The central air duct is used to connect a compressor, a pump, or basically a device which is able to generate a negative pressure in this central air duct and to suck air. The term "fluid-communicating connection" is to be understood as meaning that the central air duct is connected to the metal mesh arrangement of the outer cover plate via the openings in the inner cover plate such that a negative pressure generated in the central air duct via the metal mesh arrangement and the porous metal foam core air from the Can suck off the top of the upper cover plate.

The combination of the porous metal foam core with the metal mesh arrangement brings about the same advantages for the structural component according to the invention as have already been explained for the wall section according to the invention.

Furthermore, in the context of the present invention, the side wall sections of the structural component and the at least one nose section can be components which are produced separately from each other and non-detachably connected to one another.

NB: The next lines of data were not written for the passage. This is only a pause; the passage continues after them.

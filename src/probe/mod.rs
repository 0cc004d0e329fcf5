use crate::browser::BrowserSession;
use crate::config::ProbeConfig;
use crate::models::{SizeLabel, TrackedItem};
use crate::utils::error::{AppError, Result};
use async_trait::async_trait;
use serde::{Deserialize, Serialize};
use std::collections::BTreeMap;
use std::fmt;
use std::sync::Arc;

pub mod availability;
pub mod navigate;
pub mod reconcile;
pub mod size_panel;

// Re-exports for convenience
pub use availability::{AvailabilityCapture, AvailabilitySnapshot};
pub use reconcile::{PositionalCorrelation, SkuCorrelation};
pub use size_panel::SizeEntry;

/// Classified probe failures. These travel as values back to the poll
/// controller; only infrastructure faults surface as errors.
#[derive(Debug, Clone, Copy, Serialize, Deserialize, PartialEq, Eq)]
#[serde(rename_all = "SCREAMING_SNAKE_CASE")]
pub enum FailureReason {
    AccessDenied,
    AddActionNotFound,
    PanelNotFound,
    NoRecognizedSizes,
    AvailabilityTimeout,
    CountMismatch,
    PrefixMismatch,
    ProductIdMissing,
}

impl fmt::Display for FailureReason {
    fn fmt(&self, f: &mut fmt::Formatter<'_>) -> fmt::Result {
        let s = match self {
            FailureReason::AccessDenied => "ACCESS_DENIED",
            FailureReason::AddActionNotFound => "ADD_ACTION_NOT_FOUND",
            FailureReason::PanelNotFound => "PANEL_NOT_FOUND",
            FailureReason::NoRecognizedSizes => "NO_RECOGNIZED_SIZES",
            FailureReason::AvailabilityTimeout => "AVAILABILITY_TIMEOUT",
            FailureReason::CountMismatch => "COUNT_MISMATCH",
            FailureReason::PrefixMismatch => "PREFIX_MISMATCH",
            FailureReason::ProductIdMissing => "PRODUCT_ID_MISSING",
        };
        f.write_str(s)
    }
}

/// Verdict for the wanted size. "Not offered" is a valid negative result,
/// not a failure: the probe worked, the product just has no such size.
#[derive(Debug, Clone, Serialize, Deserialize, PartialEq)]
pub enum StockCheck {
    NotOffered,
    Offered {
        sku: u64,
        status: String,
        in_stock: bool,
    },
}

#[derive(Debug, Clone, Serialize, Deserialize, PartialEq)]
pub struct ProbeSuccess {
    pub check: StockCheck,
    pub size_sku_map: BTreeMap<SizeLabel, u64>,
}

impl ProbeSuccess {
    pub fn in_stock(&self) -> bool {
        matches!(self.check, StockCheck::Offered { in_stock: true, .. })
    }
}

#[derive(Debug, Clone, Serialize, Deserialize, PartialEq)]
pub enum ProbeOutcome {
    Failure(FailureReason),
    Success(ProbeSuccess),
}

/// Pipeline-internal error: a classified outcome short-circuits the probe,
/// a fault escapes to the caller's failure boundary.
#[derive(Debug)]
pub(crate) enum ProbeError {
    Classified(FailureReason),
    Fault(AppError),
}

impl From<FailureReason> for ProbeError {
    fn from(reason: FailureReason) -> Self {
        ProbeError::Classified(reason)
    }
}

impl From<AppError> for ProbeError {
    fn from(err: AppError) -> Self {
        ProbeError::Fault(err)
    }
}

impl From<anyhow::Error> for ProbeError {
    fn from(err: anyhow::Error) -> Self {
        ProbeError::Fault(AppError::browser(err))
    }
}

/// Seam between the poll controller and the browser-driven probe.
#[cfg_attr(test, mockall::automock)]
#[async_trait]
pub trait StockProbe: Send + Sync {
    async fn check(&self, item: &TrackedItem) -> Result<ProbeOutcome>;
}

/// Full probe pipeline on a shared Chrome session: navigate, reveal the
/// size panel, extract sizes, await the availability snapshot, reconcile.
pub struct ChromeStockProbe {
    session: Arc<BrowserSession>,
    config: ProbeConfig,
    correlation: Box<dyn SkuCorrelation>,
}

impl ChromeStockProbe {
    pub fn new(session: Arc<BrowserSession>, config: ProbeConfig) -> Self {
        Self::with_correlation(session, config, Box::new(PositionalCorrelation))
    }

    pub fn with_correlation(
        session: Arc<BrowserSession>,
        config: ProbeConfig,
        correlation: Box<dyn SkuCorrelation>,
    ) -> Self {
        Self {
            session,
            config,
            correlation,
        }
    }

    async fn run_probe(&self, item: &TrackedItem) -> std::result::Result<ProbeSuccess, ProbeError> {
        let product_id = item
            .product_id()
            .ok_or(FailureReason::ProductIdMissing)?;

        // Page closes on every exit path below, via Drop
        let page = self.session.new_page()?;

        // Attach before navigating so an early availability response is not missed
        let mut capture = AvailabilityCapture::attach(&page, &product_id)?;

        page.open(&item.url)?;
        tokio::time::sleep(self.config.settle_delay()).await;

        let strategy = navigate::reveal_size_panel(&page)?;
        tracing::debug!("Reveal strategy '{}' matched for item {}", strategy, item.id);

        let entries = size_panel::extract_sizes(&page, &self.config).await?;
        tracing::debug!("Panel sizes for item {}: {:?}", item.id, entries);

        let sizes = size_panel::canonical_sizes(&entries);
        if sizes.is_empty() {
            return Err(FailureReason::NoRecognizedSizes.into());
        }

        let snapshot = capture
            .wait_for_snapshot(self.config.availability_wait())
            .await
            .ok_or(FailureReason::AvailabilityTimeout)?;

        let size_sku_map = self.correlation.correlate(&sizes, &snapshot)?;
        Ok(reconcile::evaluate_target(
            &item.target_size,
            &size_sku_map,
            &snapshot,
        ))
    }
}

#[async_trait]
impl StockProbe for ChromeStockProbe {
    async fn check(&self, item: &TrackedItem) -> Result<ProbeOutcome> {
        match self.run_probe(item).await {
            Ok(success) => Ok(ProbeOutcome::Success(success)),
            Err(ProbeError::Classified(reason)) => Ok(ProbeOutcome::Failure(reason)),
            Err(ProbeError::Fault(err)) => Err(err),
        }
    }
}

In this way, the advantage is achieved that smaller and therefore more cost-effective tools can be used for the production of the structural component. In particular, the sidewall regions can be made more complex with respect to their structure as compared to otherwise customary manufacturing methods for all sections. In particular, an embodiment according to the invention of the side wall regions with a porous metal foam core is thus easier and more cost-effective.

The individual components, ie the separate side wall portions and the nose portion are connected to each other inextricably to create a mechanically stable structural component. This connection can be done for example by means of laser beam welding, soldering, gluing or riveting. As could be saved by the smaller tools for each section significantly in complexity in the manufacturing process, with regard to the connection of the individual sections, even more complex connection methods are economically feasible. Thus, despite the complexity reduction for a structural component according to the invention, a sufficient mechanical stability can be achieved in order to satisfy the structural requirements of the structural component.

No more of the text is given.